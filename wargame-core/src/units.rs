//! Unit kinds, combat tables and health mutation

use serde::{Deserialize, Serialize};
use std::fmt;

use crate::game::Player;

/// Maximum (and starting) health of every unit
pub const MAX_HEALTH: u8 = 9;

/// Unit kind. Ordinals index the damage and repair tables.
#[derive(Clone, Copy, Debug, PartialEq, Eq, Hash, Serialize, Deserialize)]
pub enum UnitKind {
    Command = 0,
    Support = 1,
    Striker = 2,
    Trooper = 3,
    Barrier = 4,
    Detonator = 5,
}

impl UnitKind {
    pub const ALL: [UnitKind; 6] = [
        UnitKind::Command,
        UnitKind::Support,
        UnitKind::Striker,
        UnitKind::Trooper,
        UnitKind::Barrier,
        UnitKind::Detonator,
    ];

    pub fn index(self) -> usize {
        self as usize
    }

    pub fn name(self) -> &'static str {
        match self {
            UnitKind::Command => "Command",
            UnitKind::Support => "Support",
            UnitKind::Striker => "Striker",
            UnitKind::Trooper => "Trooper",
            UnitKind::Barrier => "Barrier",
            UnitKind::Detonator => "Detonator",
        }
    }

    /// Heavy kinds may only advance toward the enemy corner
    pub fn is_direction_locked(self) -> bool {
        matches!(self, UnitKind::Command | UnitKind::Barrier | UnitKind::Trooper)
    }
}

/// Damage dealt by row kind to column kind
pub static DAMAGE_TABLE: [[u8; 6]; 6] = [
    //Cmd Sup Str Tro Bar Det
    [3, 3, 3, 3, 1, 3], // Command
    [1, 1, 6, 1, 1, 1], // Support
    [9, 6, 1, 6, 1, 6], // Striker
    [3, 3, 3, 3, 1, 3], // Trooper
    [1, 1, 1, 1, 1, 1], // Barrier
    [1, 1, 1, 1, 1, 1], // Detonator
];

/// Health restored by row kind to column kind
pub static REPAIR_TABLE: [[u8; 6]; 6] = [
    //Cmd Sup Str Tro Bar Det
    [0, 1, 1, 0, 0, 0], // Command
    [3, 0, 0, 3, 3, 0], // Support
    [0, 0, 0, 0, 0, 0], // Striker
    [0, 0, 0, 0, 0, 0], // Trooper
    [0, 0, 0, 0, 0, 0], // Barrier
    [0, 0, 0, 0, 0, 0], // Detonator
];

/// A unit on the board
#[derive(Clone, Copy, Debug, PartialEq, Eq, Serialize, Deserialize)]
pub struct Unit {
    pub owner: Player,
    pub kind: UnitKind,
    pub health: u8,
}

impl Unit {
    pub fn new(owner: Player, kind: UnitKind) -> Self {
        Self {
            owner,
            kind,
            health: MAX_HEALTH,
        }
    }

    pub fn with_health(owner: Player, kind: UnitKind, health: u8) -> Self {
        Self {
            owner,
            kind,
            health: health.min(MAX_HEALTH),
        }
    }

    pub fn is_alive(&self) -> bool {
        self.health > 0
    }

    pub fn is_command(&self) -> bool {
        self.kind == UnitKind::Command
    }

    /// Apply a signed health delta, clamped to [0, MAX_HEALTH]
    pub fn mod_health(&mut self, delta: i32) {
        let health = (self.health as i32 + delta).clamp(0, MAX_HEALTH as i32);
        self.health = health as u8;
    }

    /// How much this unit damages `target`, never more than the target has left
    pub fn damage_amount(&self, target: &Unit) -> u8 {
        DAMAGE_TABLE[self.kind.index()][target.kind.index()].min(target.health)
    }

    /// How much this unit repairs `target`, never past full health
    pub fn repair_amount(&self, target: &Unit) -> u8 {
        REPAIR_TABLE[self.kind.index()][target.kind.index()]
            .min(MAX_HEALTH.saturating_sub(target.health))
    }
}

impl fmt::Display for Unit {
    /// e.g. `aC9` for a full-health attacking Command
    fn fmt(&self, f: &mut fmt::Formatter<'_>) -> fmt::Result {
        let owner = match self.owner {
            Player::Attacker => 'a',
            Player::Defender => 'd',
        };
        let kind = self.kind.name().chars().next().unwrap_or('?');
        write!(f, "{}{}{}", owner, kind, self.health)
    }
}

What to work on:
For this exercise, set down the entire listing above exactly as given.

Solution to the exercise:
filename wargame-core/src/units.rs
//! Unit kinds, combat tables and health mutation

use serde::{Deserialize, Serialize};
use std::fmt;

use crate::game::Player;

/// Maximum (and starting) health of every unit
pub const MAX_HEALTH: u8 = 9;

/// Unit kind. Ordinals index the damage and repair tables.
#[derive(Clone, Copy, Debug, PartialEq, Eq, Hash, Serialize, Deserialize)]
pub enum UnitKind {
    Command = 0,
    Support = 1,
    Striker = 2,
    Trooper = 3,
    Barrier = 4,
    Detonator = 5,
}

impl UnitKind {
    pub const ALL: [UnitKind; 6] = [
        UnitKind::Command,
        UnitKind::Support,
        UnitKind::Striker,
        UnitKind::Trooper,
        UnitKind::Barrier,
        UnitKind::Detonator,
    ];

    pub fn index(self) -> usize {
        self as usize
    }

    pub fn name(self) -> &'static str {
        match self {
            UnitKind::Command => "Command",
            UnitKind::Support => "Support",
            UnitKind::Striker => "Striker",
            UnitKind::Trooper => "Trooper",
            UnitKind::Barrier => "Barrier",
            UnitKind::Detonator => "Detonator",
        }
    }

    /// Heavy kinds may only advance toward the enemy corner
    pub fn is_direction_locked(self) -> bool {
        matches!(self, UnitKind::Command | UnitKind::Barrier | UnitKind::Trooper)
    }
}

/// Damage dealt by row kind to column kind
pub static DAMAGE_TABLE: [[u8; 6]; 6] = [
    //Cmd Sup Str Tro Bar Det
    [3, 3, 3, 3, 1, 3], // Command
    [1, 1, 6, 1, 1, 1], // Support
    [9, 6, 1, 6, 1, 6], // Striker
    [3, 3, 3, 3, 1, 3], // Trooper
    [1, 1, 1, 1, 1, 1], // Barrier
    [1, 1, 1, 1, 1, 1], // Detonator
];

/// Health restored by row kind to column kind
pub static REPAIR_TABLE: [[u8; 6]; 6] = [
    //Cmd Sup Str Tro Bar Det
    [0, 1, 1, 0, 0, 0], // Command
    [3, 0, 0, 3, 3, 0], // Support
    [0, 0, 0, 0, 0, 0], // Striker
    [0, 0, 0, 0, 0, 0], // Trooper
    [0, 0, 0, 0, 0, 0], // Barrier
    [0, 0, 0, 0, 0, 0], // Detonator
];

/// A unit on the board
#[derive(Clone, Copy, Debug, PartialEq, Eq, Serialize, Deserialize)]
pub struct Unit {
    pub owner: Player,
    pub kind: UnitKind,
    pub health: u8,
}

impl Unit {
    pub fn new(owner: Player, kind: UnitKind) -> Self {
        Self {
            owner,
            kind,
            health: MAX_HEALTH,
        }
    }

    pub fn with_health(owner: Player, kind: UnitKind, health: u8) -> Self {
        Self {
            owner,
            kind,
            health: health.min(MAX_HEALTH),
        }
    }

    pub fn is_alive(&self) -> bool {
        self.health > 0
    }

    pub fn is_command(&self) -> bool {
        self.kind == UnitKind::Command
    }

    /// Apply a signed health delta, clamped to [0, MAX_HEALTH]
    pub fn mod_health(&mut self, delta: i32) {
        let health = (self.health as i32 + delta).clamp(0, MAX_HEALTH as i32);
        self.health = health as u8;
    }

    /// How much this unit damages `target`, never more than the target has left
    pub fn damage_amount(&self, target: &Unit) -> u8 {
        DAMAGE_TABLE[self.kind.index()][target.kind.index()].min(target.health)
    }

    /// How much this unit repairs `target`, never past full health
    pub fn repair_amount(&self, target: &Unit) -> u8 {
        REPAIR_TABLE[self.kind.index()][target.kind.index()]
            .min(MAX_HEALTH.saturating_sub(target.health))
    }
}

impl fmt::Display for Unit {
    /// e.g. `aC9` for a full-health attacking Command
    fn fmt(&self, f: &mut fmt::Formatter<'_>) -> fmt::Result {
        let owner = match self.owner {
            Player::Attacker => 'a',
            Player::Defender => 'd',
        };
        let kind = self.kind.name().chars().next().unwrap_or('?');
        write!(f, "{}{}{}", owner, kind, self.health)
    }
}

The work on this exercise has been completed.